The Sun Can Strongly Constrain Spin-Dependent Dark Matter Nucleon Scattering Below the Evaporation Limit

TL;DR

This paper demonstrates that solar observations can significantly constrain spin-dependent dark matter interactions at low masses, surpassing terrestrial experiments and accounting for evaporation effects.

Contribution

It introduces a detailed analysis of how dark matter evaporation influences solar constraints on spin-dependent scattering, extending limits below previous fixed evaporation thresholds.

Findings

Solar observations outperform terrestrial constraints for 2-4 GeV DM

Constraints exceed terrestrial limits by 1-5 orders of magnitude

Provides leading constraints below 0.2 GeV where direct detection is limited

Abstract

The Sun is a promising target for dark matter (DM) searches due to its ability to accumulate DM particles via scattering and catalyze their self-annihilation. However, at low DM masses, DM particles can also "evaporate" due to subsequent collisions with the hot thermal plasma of the Sun. While several modeling studies have calculated the competitive dynamics of DM evaporation and annihilation, observational studies have typically assumed a fixed 4 GeV "evaporation limit", below which DM evaporates before it can annihilate.
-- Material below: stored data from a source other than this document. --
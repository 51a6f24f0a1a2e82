//! binaura - looping binaural-beat player
//!
//! Run with: cargo run --release

mod cli;

use clap::Parser;
use color_eyre::eyre::{Result as EyreResult, WrapErr};
use tracing_subscriber::{layer::SubscriberExt, util::SubscriberInitExt};

use binaura::{
    io::{BufferSink, ConsoleNotifier, CpalSink},
    sequencing::{StreamClock, WallClock},
};
use cli::Args;

fn main() -> EyreResult<()> {
    color_eyre::install()?;

    // Logs go to stderr so status lines own stdout
    tracing_subscriber::registry()
        .with(
            tracing_subscriber::EnvFilter::try_from_default_env()
                .unwrap_or_else(|_| "binaura=info".into()),
        )
        .with(tracing_subscriber::fmt::layer().with_writer(std::io::stderr))
        .init();

    let args = Args::parse();
    let program = args.program().wrap_err("invalid band list")?;
    program.validate().wrap_err("invalid program parameters")?;

    println!("=== binaura ===");
    println!("Sample rate: {} Hz", program.synth.sample_rate);
    println!(
        "Bands: {}",
        program
            .schedule
            .bands()
            .iter()
            .map(ToString::to_string)
            .collect::<Vec<_>>()
            .join(" → ")
    );
    println!(
        "Segment: {} s (fade {} s), budget: {} s",
        program.segment_duration, program.synth.fade_duration, program.total_budget
    );
    println!(
        "Pass length: {} s first, {} s after",
        program.first_pass_secs(),
        program.pass_secs()
    );
    println!();

    let notifier = if args.no_color {
        ConsoleNotifier::stdout().plain()
    } else {
        ConsoleNotifier::stdout()
    };
    let sample_rate = program.synth.sample_rate;

    let summary = if args.dry_run {
        let mut player = program.player(
            BufferSink::counting(sample_rate),
            notifier,
            StreamClock::new(),
        )
        .wrap_err("invalid program parameters")?;
        let summary = program
            .run_on(&mut player)
            .wrap_err("dry run stopped")?;
        println!(
            "Dry run rendered {:.1} s of audio",
            player.sink().seconds_written()
        );
        summary
    } else {
        program
            .play(CpalSink::new(sample_rate), notifier, WallClock::new())
            .wrap_err("playback stopped")?
    };

    tracing::info!(
        passes = summary.passes,
        segments = summary.segments,
        frames = summary.frames,
        "done"
    );
    println!("Program completed.");
    Ok(())
}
In this paper, we consider the competitive effects of DM evaporation and annihilation on spin-dependent DM nucleon cross-section limits, finding that Solar observations can continue to exceed terrestrial constraints by between 1-5 orders of magnitude for DM masses between 2-4 GeV, and can even provide world leading constraints below 0.2 GeV where direct detection is limited.